EXERCISE: Output the data verbatim, with nothing added or dropped.

___ MATERIAL TO PROCESS ___

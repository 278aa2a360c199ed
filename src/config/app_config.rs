use std::net::{IpAddr, SocketAddr};
use std::time::Duration;

use serde::Deserialize;
use tracing::warn;

use crate::domain::{
    CredentialProvider, DomainError, GenerationSettings, ProviderConfig, ProviderKind,
    RetryPolicy,
};
use crate::infrastructure::observability::MetricsConfig;

/// Legacy environment variables, mapped onto config keys.
/// They sit below files and `APP__*` variables.
const LEGACY_VARS: &[(&str, &str)] = &[
    ("AI_PROVIDER", "provider.kind"),
    ("AI_TEMPERATURE", "provider.temperature"),
    ("AI_MAX_TOKENS", "provider.max_tokens"),
    ("SERVER_B_URL", "relay.responder_url"),
    ("TIMEOUT_SECONDS", "relay.request_timeout_secs"),
];

/// Application configuration
#[derive(Debug, Clone, Deserialize)]
pub struct AppConfig {
    #[serde(default)]
    pub server: ServerConfig,
    #[serde(default = "ServerConfig::forwarder")]
    pub forwarder: ServerConfig,
    #[serde(default)]
    pub logging: LoggingConfig,
    #[serde(default)]
    pub metrics: MetricsConfig,
    #[serde(default)]
    pub provider: ProviderSection,
    #[serde(default)]
    pub relay: RelaySection,
}

#[derive(Debug, Clone, Deserialize)]
pub struct ServerConfig {
    pub host: String,
    pub port: u16,
}

impl ServerConfig {
    fn forwarder() -> Self {
        Self {
            port: 8001,
            ..Self::default()
        }
    }

    pub fn socket_addr(&self) -> anyhow::Result<SocketAddr> {
        Ok(SocketAddr::from((self.host.parse::<IpAddr>()?, self.port)))
    }
}

impl Default for ServerConfig {
    fn default() -> Self {
        Self {
            host: "0.0.0.0".to_string(),
            port: 8000,
        }
    }
}

#[derive(Debug, Clone, Deserialize)]
pub struct LoggingConfig {
    #[serde(default = "default_log_level")]
    pub level: String,
    #[serde(default)]
    pub format: LogFormat,
}

#[derive(Debug, Clone, Deserialize, Default, PartialEq, Eq)]
#[serde(rename_all = "lowercase")]
pub enum LogFormat {
    #[default]
    Pretty,
    Json,
}

fn default_log_level() -> String {
    "info".to_string()
}

impl Default for LoggingConfig {
    fn default() -> Self {
        Self {
            level: default_log_level(),
            format: LogFormat::default(),
        }
    }
}

/// Backend selection and generation defaults of the responder
#[derive(Debug, Clone, Deserialize)]
#[serde(default)]
pub struct ProviderSection {
    pub kind: ProviderKind,
    /// Falls back to the per-kind legacy variable, then the kind's default
    pub default_model: Option<String>,
    pub temperature: f32,
    pub max_tokens: u32,
    pub base_url: Option<String>,
    pub region: Option<String>,
    pub mock_delay_ms: u64,
}

impl Default for ProviderSection {
    fn default() -> Self {
        let settings = GenerationSettings::default();
        Self {
            kind: ProviderKind::default(),
            default_model: None,
            temperature: settings.temperature,
            max_tokens: settings.max_tokens,
            base_url: None,
            region: None,
            mock_delay_ms: 0,
        }
    }
}

/// How the forwarder reaches its responder
#[derive(Debug, Clone, Deserialize)]
#[serde(default)]
pub struct RelaySection {
    pub responder_url: String,
    pub request_timeout_secs: u64,
    pub max_attempts: u32,
    pub base_delay_ms: u64,
    pub multiplier: f64,
    pub max_elapsed_ms: Option<u64>,
    pub history_cap: Option<usize>,
}

impl Default for RelaySection {
    fn default() -> Self {
        let policy = RetryPolicy::default();
        Self {
            responder_url: "http://localhost:8000".to_string(),
            request_timeout_secs: 120,
            max_attempts: policy.max_attempts,
            base_delay_ms: policy.base_delay.as_millis() as u64,
            multiplier: policy.multiplier,
            max_elapsed_ms: None,
            history_cap: None,
        }
    }
}

impl RelaySection {
    pub fn request_timeout(&self) -> Duration {
        Duration::from_secs(self.request_timeout_secs)
    }
}

impl Default for AppConfig {
    fn default() -> Self {
        Self {
            server: ServerConfig::default(),
            forwarder: ServerConfig::forwarder(),
            logging: LoggingConfig::default(),
            metrics: MetricsConfig::default(),
            provider: ProviderSection::default(),
            relay: RelaySection::default(),
        }
    }
}

impl AppConfig {
    pub fn load() -> Result<Self, config::ConfigError> {
        Self::load_with(|name| std::env::var(name).ok())
    }

    /// Load with an explicit lookup for the legacy variables
    pub fn load_with(
        lookup: impl Fn(&str) -> Option<String>,
    ) -> Result<Self, config::ConfigError> {
        let mut builder = config::Config::builder();
        for (key, value) in legacy_defaults(&lookup) {
            builder = builder.set_default(key, value)?;
        }

        let config = builder
            .add_source(config::File::with_name("config/default").required(false))
            .add_source(config::File::with_name("config/local").required(false))
            .add_source(
                config::Environment::with_prefix("APP")
                    .separator("__")
                    .try_parsing(true),
            )
            .build()?;

        let mut app: Self = config.try_deserialize()?;
        if app.provider.default_model.is_none() {
            app.provider.default_model = legacy_model(app.provider.kind, &lookup);
        }
        Ok(app)
    }

    /// Generation defaults the responder starts with
    pub fn generation_settings(&self) -> GenerationSettings {
        let model = self
            .provider
            .default_model
            .clone()
            .unwrap_or_else(|| self.provider.kind.default_model().to_string());

        GenerationSettings::new(model, self.provider.temperature, self.provider.max_tokens)
    }

    /// Build the backend wiring. A missing credential is not an error here:
    /// the backend reports it on first use.
    pub async fn provider_config(
        &self,
        credentials: &dyn CredentialProvider,
    ) -> Result<ProviderConfig, DomainError> {
        let kind = self.provider.kind;
        let mut config = ProviderConfig::new(kind)
            .with_defaults(self.generation_settings())
            .with_mock_delay(Duration::from_millis(self.provider.mock_delay_ms));

        if kind != ProviderKind::Mock {
            match credentials.get_credential(kind).await {
                Ok(credential) => {
                    if let Some(region) = credential.get_param("region") {
                        config = config.with_region(region.clone());
                    }
                    config = config.with_credential(credential);
                }
                Err(e) => warn!(
                    provider = %kind,
                    source = credentials.provider_name(),
                    error = %e,
                    "Backend credentials not found; requests will fail until they are provided"
                ),
            }
        }

        if let Some(base_url) = &self.provider.base_url {
            config = config.with_base_url(base_url.clone());
        }
        if let Some(region) = &self.provider.region {
            config = config.with_region(region.clone());
        }

        config.validate()?;
        Ok(config)
    }

    pub fn retry_policy(&self) -> Result<RetryPolicy, DomainError> {
        let relay = &self.relay;
        let mut policy = RetryPolicy::new(relay.max_attempts, Duration::from_millis(relay.base_delay_ms))
            .with_multiplier(relay.multiplier);
        if let Some(ms) = relay.max_elapsed_ms {
            policy = policy.with_max_elapsed(Duration::from_millis(ms));
        }

        policy.validate()?;
        Ok(policy)
    }
}

fn legacy_defaults(lookup: &impl Fn(&str) -> Option<String>) -> Vec<(&'static str, String)> {
    LEGACY_VARS
        .iter()
        .filter_map(|(var, key)| {
            lookup(var)
                .filter(|v| !v.trim().is_empty())
                .map(|v| (*key, v.trim().to_string()))
        })
        .collect()
}

fn legacy_model(kind: ProviderKind, lookup: &impl Fn(&str) -> Option<String>) -> Option<String> {
    let var = match kind {
        ProviderKind::OpenAi => "OPENAI_DEFAULT_MODEL",
        ProviderKind::Bedrock => "BEDROCK_DEFAULT_MODEL",
        ProviderKind::Mock => return None,
    };
    lookup(var).filter(|v| !v.trim().is_empty())
}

___

TASK RESPONSE:
repository 278aa2a360c199ed
filename src/config/app_config.rs
use std::net::{IpAddr, SocketAddr};
use std::time::Duration;

use serde::Deserialize;
use tracing::warn;

use crate::domain::{
    CredentialProvider, DomainError, GenerationSettings, ProviderConfig, ProviderKind,
    RetryPolicy,
};
use crate::infrastructure::observability::MetricsConfig;

/// Legacy environment variables, mapped onto config keys.
/// They sit below files and `APP__*` variables.
const LEGACY_VARS: &[(&str, &str)] = &[
    ("AI_PROVIDER", "provider.kind"),
    ("AI_TEMPERATURE", "provider.temperature"),
    ("AI_MAX_TOKENS", "provider.max_tokens"),
    ("SERVER_B_URL", "relay.responder_url"),
    ("TIMEOUT_SECONDS", "relay.request_timeout_secs"),
];

/// Application configuration
#[derive(Debug, Clone, Deserialize)]
pub struct AppConfig {
    #[serde(default)]
    pub server: ServerConfig,
    #[serde(default = "ServerConfig::forwarder")]
    pub forwarder: ServerConfig,
    #[serde(default)]
    pub logging: LoggingConfig,
    #[serde(default)]
    pub metrics: MetricsConfig,
    #[serde(default)]
    pub provider: ProviderSection,
    #[serde(default)]
    pub relay: RelaySection,
}

#[derive(Debug, Clone, Deserialize)]
pub struct ServerConfig {
    pub host: String,
    pub port: u16,
}

impl ServerConfig {
    fn forwarder() -> Self {
        Self {
            port: 8001,
            ..Self::default()
        }
    }

    pub fn socket_addr(&self) -> anyhow::Result<SocketAddr> {
        Ok(SocketAddr::from((self.host.parse::<IpAddr>()?, self.port)))
    }
}

impl Default for ServerConfig {
    fn default() -> Self {
        Self {
            host: "0.0.0.0".to_string(),
            port: 8000,
        }
    }
}

#[derive(Debug, Clone, Deserialize)]
pub struct LoggingConfig {
    #[serde(default = "default_log_level")]
    pub level: String,
    #[serde(default)]
    pub format: LogFormat,
}

#[derive(Debug, Clone, Deserialize, Default, PartialEq, Eq)]
#[serde(rename_all = "lowercase")]
pub enum LogFormat {
    #[default]
    Pretty,
    Json,
}

fn default_log_level() -> String {
    "info".to_string()
}

impl Default for LoggingConfig {
    fn default() -> Self {
        Self {
            level: default_log_level(),
            format: LogFormat::default(),
        }
    }
}

/// Backend selection and generation defaults of the responder
#[derive(Debug, Clone, Deserialize)]
#[serde(default)]
pub struct ProviderSection {
    pub kind: ProviderKind,
    /// Falls back to the per-kind legacy variable, then the kind's default
    pub default_model: Option<String>,
    pub temperature: f32,
    pub max_tokens: u32,
    pub base_url: Option<String>,
    pub region: Option<String>,
    pub mock_delay_ms: u64,
}

impl Default for ProviderSection {
    fn default() -> Self {
        let settings = GenerationSettings::default();
        Self {
            kind: ProviderKind::default(),
            default_model: None,
            temperature: settings.temperature,
            max_tokens: settings.max_tokens,
            base_url: None,
            region: None,
            mock_delay_ms: 0,
        }
    }
}

/// How the forwarder reaches its responder
#[derive(Debug, Clone, Deserialize)]
#[serde(default)]
pub struct RelaySection {
    pub responder_url: String,
    pub request_timeout_secs: u64,
    pub max_attempts: u32,
    pub base_delay_ms: u64,
    pub multiplier: f64,
    pub max_elapsed_ms: Option<u64>,
    pub history_cap: Option<usize>,
}

impl Default for RelaySection {
    fn default() -> Self {
        let policy = RetryPolicy::default();
        Self {
            responder_url: "http://localhost:8000".to_string(),
            request_timeout_secs: 120,
            max_attempts: policy.max_attempts,
            base_delay_ms: policy.base_delay.as_millis() as u64,
            multiplier: policy.multiplier,
            max_elapsed_ms: None,
            history_cap: None,
        }
    }
}

impl RelaySection {
    pub fn request_timeout(&self) -> Duration {
        Duration::from_secs(self.request_timeout_secs)
    }
}

impl Default for AppConfig {
    fn default() -> Self {
        Self {
            server: ServerConfig::default(),
            forwarder: ServerConfig::forwarder(),
            logging: LoggingConfig::default(),
            metrics: MetricsConfig::default(),
            provider: ProviderSection::default(),
            relay: RelaySection::default(),
        }
    }
}

impl AppConfig {
    pub fn load() -> Result<Self, config::ConfigError> {
        Self::load_with(|name| std::env::var(name).ok())
    }

    /// Load with an explicit lookup for the legacy variables
    pub fn load_with(
        lookup: impl Fn(&str) -> Option<String>,
    ) -> Result<Self, config::ConfigError> {
        let mut builder = config::Config::builder();
        for (key, value) in legacy_defaults(&lookup) {
            builder = builder.set_default(key, value)?;
        }

        let config = builder
            .add_source(config::File::with_name("config/default").required(false))
            .add_source(config::File::with_name("config/local").required(false))
            .add_source(
                config::Environment::with_prefix("APP")
                    .separator("__")
                    .try_parsing(true),
            )
            .build()?;

        let mut app: Self = config.try_deserialize()?;
        if app.provider.default_model.is_none() {
            app.provider.default_model = legacy_model(app.provider.kind, &lookup);
        }
        Ok(app)
    }

    /// Generation defaults the responder starts with
    pub fn generation_settings(&self) -> GenerationSettings {
        let model = self
            .provider
            .default_model
            .clone()
            .unwrap_or_else(|| self.provider.kind.default_model().to_string());

        GenerationSettings::new(model, self.provider.temperature, self.provider.max_tokens)
    }

    /// Build the backend wiring. A missing credential is not an error here:
    /// the backend reports it on first use.
    pub async fn provider_config(
        &self,
        credentials: &dyn CredentialProvider,
    ) -> Result<ProviderConfig, DomainError> {
        let kind = self.provider.kind;
        let mut config = ProviderConfig::new(kind)
            .with_defaults(self.generation_settings())
            .with_mock_delay(Duration::from_millis(self.provider.mock_delay_ms));

        if kind != ProviderKind::Mock {
            match credentials.get_credential(kind).await {
                Ok(credential) => {
                    if let Some(region) = credential.get_param("region") {
                        config = config.with_region(region.clone());
                    }
                    config = config.with_credential(credential);
                }
                Err(e) => warn!(
                    provider = %kind,
                    source = credentials.provider_name(),
                    error = %e,
                    "Backend credentials not found; requests will fail until they are provided"
                ),
            }
        }

        if let Some(base_url) = &self.provider.base_url {
            config = config.with_base_url(base_url.clone());
        }
        if let Some(region) = &self.provider.region {
            config = config.with_region(region.clone());
        }

        config.validate()?;
        Ok(config)
    }

    pub fn retry_policy(&self) -> Result<RetryPolicy, DomainError> {
        let relay = &self.relay;
        let mut policy = RetryPolicy::new(relay.max_attempts, Duration::from_millis(relay.base_delay_ms))
            .with_multiplier(relay.multiplier);
        if let Some(ms) = relay.max_elapsed_ms {
            policy = policy.with_max_elapsed(Duration::from_millis(ms));
        }

        policy.validate()?;
        Ok(policy)
    }
}

fn legacy_defaults(lookup: &impl Fn(&str) -> Option<String>) -> Vec<(&'static str, String)> {
    LEGACY_VARS
        .iter()
        .filter_map(|(var, key)| {
            lookup(var)
                .filter(|v| !v.trim().is_empty())
                .map(|v| (*key, v.trim().to_string()))
        })
        .collect()
}

fn legacy_model(kind: ProviderKind, lookup: &impl Fn(&str) -> Option<String>) -> Option<String> {
    let var = match kind {
        ProviderKind::OpenAi => "OPENAI_DEFAULT_MODEL",
        ProviderKind::Bedrock => "BEDROCK_DEFAULT_MODEL",
        ProviderKind::Mock => return None,
    };
    lookup(var).filter(|v| !v.trim().is_empty())
}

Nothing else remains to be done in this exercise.